I'm reading Michael Plampin's brand-new novel Illumination which is set in Paris in 1870 when the French capital was under siege by the Prussian army. It's a riveting tale, with lots of surface glitter, made all the more interesting to me because I've just finished Alistair Horne's account of the same event in his history, The Fall of Paris.

I'm enjoying Plampin's tale too much to be reading it forensically. At the moment I'm romping through it devouring the big set pieces on the French balloonists who risked their lives to escape over the enemy lines with vital dispatches, and the levels of starvation which drove the Parisians to eat the contents of their zoo, and the forlorn valour of the Great Sortie. I'll probably go back and read it again more slowly to see if I can make sense of the strange alchemical process by which writers turn fact into fiction. Already I'm making connections between imaginary characters and their real life counterparts and the odd event or observation is ringing bells with me as well.

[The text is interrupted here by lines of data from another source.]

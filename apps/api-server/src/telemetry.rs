//! Telemetry initialization - tracing subscriber setup.

use tracing_subscriber::{EnvFilter, layer::SubscriberExt, util::SubscriberInitExt};

/// Default filter when `RUST_LOG` is unset.
const DEFAULT_FILTER: &str = "info,api_server=debug,newsx_infra=debug";

/// Telemetry configuration.
#[derive(Debug, Clone)]
pub struct TelemetryConfig {
    /// Enable JSON logging (for production).
    pub json_logs: bool,
    /// Service name recorded at startup.
    pub service_name: String,
}

impl Default for TelemetryConfig {
    fn default() -> Self {
        Self {
            json_logs: false,
            service_name: "newsx-api".to_string(),
        }
    }
}

impl TelemetryConfig {
    /// Load configuration from environment variables.
    pub fn from_env() -> Self {
        Self::from_lookup(|key| std::env::var(key).ok())
    }

    /// Build from an arbitrary key lookup.
    pub fn from_lookup(lookup: impl Fn(&str) -> Option<String>) -> Self {
        let defaults = Self::default();
        Self {
            json_logs: lookup("LOG_FORMAT")
                .map(|v| v.eq_ignore_ascii_case("json"))
                .unwrap_or(defaults.json_logs),
            service_name: lookup("SERVICE_NAME").unwrap_or(defaults.service_name),
        }
    }
}

/// Initialize the global tracing subscriber.
pub fn init_telemetry(config: &TelemetryConfig) {
    let env_filter =
        EnvFilter::try_from_default_env().unwrap_or_else(|_| EnvFilter::new(DEFAULT_FILTER));

    if config.json_logs {
        tracing_subscriber::registry()
            .with(env_filter)
            .with(tracing_subscriber::fmt::layer().json())
            .init();
    } else {
        tracing_subscriber::registry()
            .with(env_filter)
            .with(tracing_subscriber::fmt::layer().pretty())
            .init();
    }

    tracing::info!(
        service = %config.service_name,
        json_logs = config.json_logs,
        "Telemetry initialized"
    );
}

#[cfg(test)]
mod tests {
    use super::*;

    #[test]
    fn reads_format_and_service_name() {
        let config = TelemetryConfig::from_lookup(|key| match key {
            "LOG_FORMAT" => Some("JSON".to_string()),
            "SERVICE_NAME" => Some("newsx-edge".to_string()),
            _ => None,
        });

        assert!(config.json_logs);
        assert_eq!(config.service_name, "newsx-edge");
    }

    #[test]
    fn ignores_otel_variables() {
        let config = TelemetryConfig::from_lookup(|key| {
            (key == "OTEL_SERVICE_NAME").then(|| "collector".to_string())
        });

        assert!(!config.json_logs);
        assert_eq!(config.service_name, "newsx-api");
    }
}
use async_trait::async_trait;
use tokio::sync::RwLock;

use newsx_core::domain::{DocumentId, InsertOutcome, NewUser, User};
use newsx_core::error::RepoError;
use newsx_core::ports::UserRepository;

use crate::masking::mask_email;

/// In-memory `users` collection, kept in insertion order.
#[derive(Default)]
pub struct InMemoryUserRepository {
    store: RwLock<Vec<User>>,
}

impl InMemoryUserRepository {
    pub fn new() -> Self {
        Self::default()
    }
}

#[async_trait]
impl UserRepository for InMemoryUserRepository {
    async fn insert(&self, user: NewUser) -> Result<InsertOutcome, RepoError> {
        let id = DocumentId::new();
        self.store.write().await.push(user.into_user(id));
        tracing::debug!(user_id = %id, "Inserted user in memory");
        Ok(InsertOutcome::acknowledged(id))
    }

    async fn find_by_name(&self, name: &str) -> Result<Option<User>, RepoError> {
        let store = self.store.read().await;
        Ok(store.iter().find(|u| u.name == name).cloned())
    }

    async fn find_by_email_and_name(
        &self,
        email: &str,
        name: &str,
    ) -> Result<Option<User>, RepoError> {
        tracing::debug!(user_email = %mask_email(email), "Finding user by email");
        let store = self.store.read().await;
        Ok(store
            .iter()
            .find(|u| u.email == email && u.name == name)
            .cloned())
    }
}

I'm intrigued by the way in which a line in a history book can act as the seed to an idea which then flowers into something other – a fully realised independent creation.

You might find an analysis of the process helpful too, particularly if you are interested in writing historical fiction yourself. By comparing a factual and a fictional account of the same event you can examine different sources like separate ingredients in a story. That way you'll gain a greater understanding of how to cook them into something as satisfying as Illumination.